- [REQUIRED WORK]
Reproduce the records exactly through the line with "first (a disabled".

- [GIVEN RECORDS]

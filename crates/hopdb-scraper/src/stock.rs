//! Per-shop stock classification and price extraction over product detail
//! pages, used by the stock refresher.
//!
//! Classifiers are deterministic and ordered: explicit sold-out evidence
//! first (a disabled button, a token in the native script, a banner image),
//! then add-to-cart presence, then an in-stock default so a template change
//! degrades to "available" rather than a false sold-out.

use encoding_rs::{EUC_JP_INIT, Encoding, SHIFT_JIS_INIT, UTF_8_INIT};
use hopdb_core::{Shop, StockStatus};
use scraper::Html;

use crate::error::ScraperError;
use crate::html::{element_text, selector};

/// Outcome of one detail-page check.
#[derive(Debug, Clone, PartialEq, Eq)]
pub struct StockCheck {
    pub stock_status: StockStatus,
    pub price_text: Option<String>,
}

/// Encoding preference list for a shop's detail pages.
pub fn detail_encodings(shop: Shop) -> &'static [&'static Encoding] {
    static EUC_FIRST: [&Encoding; 3] = [&EUC_JP_INIT, &SHIFT_JIS_INIT, &UTF_8_INIT];
    static UTF_FIRST: [&Encoding; 2] = [&UTF_8_INIT, &SHIFT_JIS_INIT];
    match shop {
        Shop::Chouseiya | Shop::IchigoIchie => &EUC_FIRST,
        Shop::BeerVolta | Shop::Arome => &UTF_FIRST,
    }
}

/// Classifies one fetched detail page for `shop`.
///
/// # Errors
///
/// Returns [`ScraperError::Selector`] if a classifier selector fails to
/// compile; parse results never error, they default.
pub fn classify_detail_page(shop: Shop, body: &str) -> Result<StockCheck, ScraperError> {
    let document = Html::parse_document(body);
    let stock_status = match shop {
        Shop::BeerVolta => classify_beervolta(&document)?,
        Shop::Chouseiya => classify_chouseiya(&document),
        Shop::IchigoIchie => classify_ichigo_ichie(&document)?,
        Shop::Arome => classify_arome(&document)?,
    };
    let price_text = extract_price(shop, &document)?;
    Ok(StockCheck {
        stock_status,
        price_text,
    })
}

fn classify_beervolta(document: &Html) -> Result<StockStatus, ScraperError> {
    let text = document.root_element().text().collect::<String>();
    if text.contains("SOLD OUT") || text.contains("売切") {
        return Ok(StockStatus::SoldOut);
    }
    if document.select(&selector(".soldout")?).next().is_some() {
        return Ok(StockStatus::SoldOut);
    }
    Ok(StockStatus::InStock)
}

fn classify_chouseiya(document: &Html) -> StockStatus {
    let text = document.root_element().text().collect::<String>();
    if text.contains("売り切れ") || text.contains("SOLD OUT") {
        StockStatus::SoldOut
    } else {
        StockStatus::InStock
    }
}

fn classify_ichigo_ichie(document: &Html) -> Result<StockStatus, ScraperError> {
    if document.select(&selector(".btn-soldout")?).next().is_some() {
        return Ok(StockStatus::SoldOut);
    }
    if document
        .select(&selector("button.btn-addcart, button.cart_in_async")?)
        .next()
        .is_some()
    {
        return Ok(StockStatus::InStock);
    }
    Ok(StockStatus::InStock)
}

fn classify_arome(document: &Html) -> Result<StockStatus, ScraperError> {
    if let Some(zone) = document.select(&selector("div.text-zone")?).next() {
        if element_text(zone).contains("在庫切れ") {
            return Ok(StockStatus::SoldOut);
        }
    }
    if document
        .select(&selector("img[alt='売り切れ'], img[src*='soldout']")?)
        .next()
        .is_some()
    {
        return Ok(StockStatus::SoldOut);
    }
    Ok(StockStatus::InStock)
}

fn extract_price(shop: Shop, document: &Html) -> Result<Option<String>, ScraperError> {
    let candidates: &[&str] = match shop {
        Shop::Arome | Shop::Chouseiya => &[".price", "#price"],
        Shop::BeerVolta => &[".price", ".product_price"],
        Shop::IchigoIchie => &[".product_price", ".price", ".product_data_price"],
    };
    for sel_text in candidates {
        let sel = selector(sel_text)?;
        if let Some(el) = document.select(&sel).next() {
            let text = element_text(el);
            if !text.is_empty() {
                return Ok(Some(text));
            }
        }
    }
    Ok(None)
}

#[cfg(test)]
mod tests {
    use super::*;

    #[test]
    fn ichigo_sold_out_button_wins_over_cart_button() {
        let body = r#"<button class="btn-soldout" disabled>SOLD OUT</button>
                      <button class="btn-addcart">カートに入れる</button>"#;
        let check = classify_detail_page(Shop::IchigoIchie, body).unwrap();
        assert_eq!(check.stock_status, StockStatus::SoldOut);
    }

    #[test]
    fn ichigo_cart_button_means_in_stock() {
        let body = r#"<button class="btn-addcart cart_in_async">カートに入れる</button>
                      <span class="product_price">770円</span>"#;
        let check = classify_detail_page(Shop::IchigoIchie, body).unwrap();
        assert_eq!(check.stock_status, StockStatus::InStock);
        assert_eq!(check.price_text.as_deref(), Some("770円"));
    }

    #[test]
    fn beervolta_text_token_marks_sold_out() {
        let body = "<html><body><p>この商品は売切です</p></body></html>";
        let check = classify_detail_page(Shop::BeerVolta, body).unwrap();
        assert_eq!(check.stock_status, StockStatus::SoldOut);
    }

    #[test]
    fn chouseiya_defaults_to_in_stock() {
        let body = r#"<html><body><p class="price">935円(税込)</p></body></html>"#;
        let check = classify_detail_page(Shop::Chouseiya, body).unwrap();
        assert_eq!(check.stock_status, StockStatus::InStock);
        assert_eq!(check.price_text.as_deref(), Some("935円(税込)"));
    }

    #[test]
    fn arome_sold_out_banner_image() {
        let body = r#"<html><body><img src="/img/soldout.gif"></body></html>"#;
        let check = classify_detail_page(Shop::Arome, body).unwrap();
        assert_eq!(check.stock_status, StockStatus::SoldOut);
    }

    #[test]
    fn arome_text_zone_sold_out() {
        let body = r#"<div class="text-zone">在庫切れ</div>"#;
        let check = classify_detail_page(Shop::Arome, body).unwrap();
        assert_eq!(check.stock_status, StockStatus::SoldOut);
    }

    #[test]
    fn missing_price_element_yields_none() {
        let check = classify_detail_page(Shop::BeerVolta, "<html><body></body></html>").unwrap();
        assert_eq!(check.stock_status, StockStatus::InStock);
        assert!(check.price_text.is_none());
    }
}
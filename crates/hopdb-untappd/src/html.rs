//! Small helpers over the `scraper` DOM types.

use scraper::{ElementRef, Selector};

use crate::error::UntappdError;

/// Compiles a CSS selector, surfacing the selector text on failure.
pub(crate) fn selector(s: &str) -> Result<Selector, UntappdError> {
    Selector::parse(s).map_err(|e| UntappdError::Selector {
        selector: s.to_owned(),
        reason: format!("{e:?}"),
    })
}

/// Concatenated, whitespace-trimmed text of an element.
pub(crate) fn element_text(el: ElementRef<'_>) -> String {
    el.text()
        .map(str::trim)
        .filter(|t| !t.is_empty())
        .collect::<Vec<_>>()
        .join(" ")
}

/// Resolves `href` against a site origin: absolute URLs pass through,
/// root-relative paths are prefixed, and bare paths get a slash.
pub(crate) fn absolutize(origin: &str, href: &str) -> String {
    if href.starts_with("http://") || href.starts_with("https://") {
        href.to_owned()
    } else if let Some(path) = href.strip_prefix('/') {
        format!("{origin}/{path}")
    } else {
        format!("{origin}/{href}")
    }
}
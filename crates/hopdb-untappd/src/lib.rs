//! Client for the external beer catalog: search cascade, beer detail
//! scraping, and brewery detail scraping.

mod beer;
mod brewery;
mod error;
mod html;
mod normalize;
mod search;
mod validate;

pub use beer::BeerDetail;
pub use brewery::BreweryDetail;
pub use error::UntappdError;
pub use normalize::{
    clean_beer_name, is_beer_page_url, is_search_placeholder, normalize_for_comparison,
};
pub use search::{BeerQuery, SearchOutcome, UntappdClient, DEFAULT_BASE_URL};
pub use validate::brewery_matches;
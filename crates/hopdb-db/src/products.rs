//! Operations on the `products` relation.

use chrono::{DateTime, Utc};
use sqlx::PgPool;

use crate::{DbError, UPSERT_CHUNK_SIZE};

/// A full row from `products`.
#[derive(Debug, Clone, sqlx::FromRow)]
pub struct ProductRow {
    pub product_url: String,
    pub name: String,
    pub price_text: Option<String>,
    pub price_numeric: Option<i32>,
    pub image_url: Option<String>,
    pub stock_status: String,
    pub shop: String,
    pub first_seen: DateTime<Utc>,
    pub last_seen: DateTime<Utc>,
    pub external_beer_ref: Option<String>,
}

/// The slice of a product the orchestrator needs to merge a new sighting:
/// identity, the previous status for restock detection, and the timestamp to
/// preserve.
#[derive(Debug, Clone, sqlx::FromRow)]
pub struct KnownProduct {
    pub product_url: String,
    pub first_seen: DateTime<Utc>,
    pub stock_status: String,
    pub external_beer_ref: Option<String>,
}

/// One write-ready product row. `first_seen` is fully resolved by the caller:
/// the preserved prior value for a plain re-sighting, or a fresh timestamp for
/// a new item or restock. The upsert never touches `external_beer_ref`, so a
/// previously-set link survives every scrape.
#[derive(Debug, Clone)]
pub struct ProductUpsert {
    pub product_url: String,
    pub name: String,
    pub price_text: Option<String>,
    pub price_numeric: Option<i32>,
    pub image_url: Option<String>,
    pub stock_status: String,
    pub shop: String,
    pub first_seen: DateTime<Utc>,
    pub last_seen: DateTime<Utc>,
}

/// Loads every known product in pages of 1000, keyed by URL at the call site.
///
/// # Errors
///
/// Returns [`DbError::Sqlx`] if any page read fails.
pub async fn load_known_products(pool: &PgPool) -> Result<Vec<KnownProduct>, DbError> {
    const PAGE: i64 = 1000;
    let mut all = Vec::new();
    let mut offset: i64 = 0;

    loop {
        let page = sqlx::query_as::<_, KnownProduct>(
            "SELECT product_url, first_seen, stock_status, external_beer_ref \
             FROM products \
             ORDER BY product_url \
             LIMIT $1 OFFSET $2",
        )
        .bind(PAGE)
        .bind(offset)
        .fetch_all(pool)
        .await?;

        let fetched = page.len();
        all.extend(page);
        if fetched < usize::try_from(PAGE).unwrap_or(usize::MAX) {
            break;
        }
        offset += PAGE;
    }

    Ok(all)
}

/// Upserts a batch of products, chunked at [`UPSERT_CHUNK_SIZE`] rows.
///
/// Duplicate URLs within the batch resolve last-writer (Postgres rejects a
/// multi-row upsert that touches the same key twice, so earlier duplicates
/// are dropped here before binding).
///
/// Returns the number of rows written.
///
/// # Errors
///
/// Returns [`DbError::Sqlx`] if any chunk fails; rows from chunks that
/// completed before the failure remain persisted.
pub async fn upsert_products(pool: &PgPool, batch: &[ProductUpsert]) -> Result<usize, DbError> {
    let deduped = dedup_last_writer(batch);
    let mut written = 0usize;

    for chunk in deduped.chunks(UPSERT_CHUNK_SIZE) {
        let mut urls = Vec::with_capacity(chunk.len());
        let mut names = Vec::with_capacity(chunk.len());
        let mut price_texts = Vec::with_capacity(chunk.len());
        let mut price_numerics = Vec::with_capacity(chunk.len());
        let mut image_urls = Vec::with_capacity(chunk.len());
        let mut statuses = Vec::with_capacity(chunk.len());
        let mut shops = Vec::with_capacity(chunk.len());
        let mut first_seens = Vec::with_capacity(chunk.len());
        let mut last_seens = Vec::with_capacity(chunk.len());

        for row in chunk {
            urls.push(row.product_url.clone());
            names.push(row.name.clone());
            price_texts.push(row.price_text.clone());
            price_numerics.push(row.price_numeric);
            image_urls.push(row.image_url.clone());
            statuses.push(row.stock_status.clone());
            shops.push(row.shop.clone());
            first_seens.push(row.first_seen);
            last_seens.push(row.last_seen);
        }

        sqlx::query(
            "INSERT INTO products \
                 (product_url, name, price_text, price_numeric, image_url, \
                  stock_status, shop, first_seen, last_seen) \
             SELECT * FROM UNNEST( \
                 $1::TEXT[], $2::TEXT[], $3::TEXT[], $4::INT[], $5::TEXT[], \
                 $6::TEXT[], $7::TEXT[], $8::TIMESTAMPTZ[], $9::TIMESTAMPTZ[]) \
             ON CONFLICT (product_url) DO UPDATE SET \
                 name          = EXCLUDED.name, \
                 price_text    = EXCLUDED.price_text, \
                 price_numeric = EXCLUDED.price_numeric, \
                 image_url     = EXCLUDED.image_url, \
                 stock_status  = EXCLUDED.stock_status, \
                 shop          = EXCLUDED.shop, \
                 first_seen    = EXCLUDED.first_seen, \
                 last_seen     = EXCLUDED.last_seen",
        )
        .bind(&urls)
        .bind(&names)
        .bind(&price_texts)
        .bind(&price_numerics)
        .bind(&image_urls)
        .bind(&statuses)
        .bind(&shops)
        .bind(&first_seens)
        .bind(&last_seens)
        .execute(pool)
        .await?;

        written += chunk.len();
    }

    Ok(written)
}

/// Sets the external beer link on a product.
///
/// # Errors
///
/// Returns [`DbError::Sqlx`] if the update fails.
pub async fn set_product_ref(
    pool: &PgPool,
    product_url: &str,
    external_url: &str,
) -> Result<(), DbError> {
    sqlx::query("UPDATE products SET external_beer_ref = $2 WHERE product_url = $1")
        .bind(product_url)
        .bind(external_url)
        .execute(pool)
        .await?;
    Ok(())
}

/// Applies one stock-refresh result: `last_seen` always advances; the status
/// and price columns are only written when the refresher observed a change.
///
/// # Errors
///
/// Returns [`DbError::Sqlx`] if the update fails.
pub async fn update_product_stock(
    pool: &PgPool,
    product_url: &str,
    stock_status: Option<&str>,
    price_text: Option<&str>,
    price_numeric: Option<i32>,
) -> Result<(), DbError> {
    sqlx::query(
        "UPDATE products SET \
             last_seen     = NOW(), \
             stock_status  = COALESCE($2, stock_status), \
             price_text    = COALESCE($3, price_text), \
             price_numeric = COALESCE($4, price_numeric) \
         WHERE product_url = $1",
    )
    .bind(product_url)
    .bind(stock_status)
    .bind(price_text)
    .bind(price_numeric)
    .execute(pool)
    .await?;
    Ok(())
}

/// Keeps only the last occurrence of each `product_url`, preserving relative
/// order of the survivors.
fn dedup_last_writer(batch: &[ProductUpsert]) -> Vec<ProductUpsert> {
    use std::collections::HashMap;

    let mut last_index: HashMap<&str, usize> = HashMap::new();
    for (i, row) in batch.iter().enumerate() {
        last_index.insert(row.product_url.as_str(), i);
    }

    batch
        .iter()
        .enumerate()
        .filter(|(i, row)| last_index.get(row.product_url.as_str()) == Some(i))
        .map(|(_, row)| row.clone())
        .collect()
}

- [RESULT BELOW]
filename crates/hopdb-scraper/src/stock.rs
//! Per-shop stock classification and price extraction over product detail
//! pages, used by the stock refresher.
//!
//! Classifiers are deterministic and ordered: explicit sold-out evidence
//! first (a disabled button, a token in the native script, a banner image),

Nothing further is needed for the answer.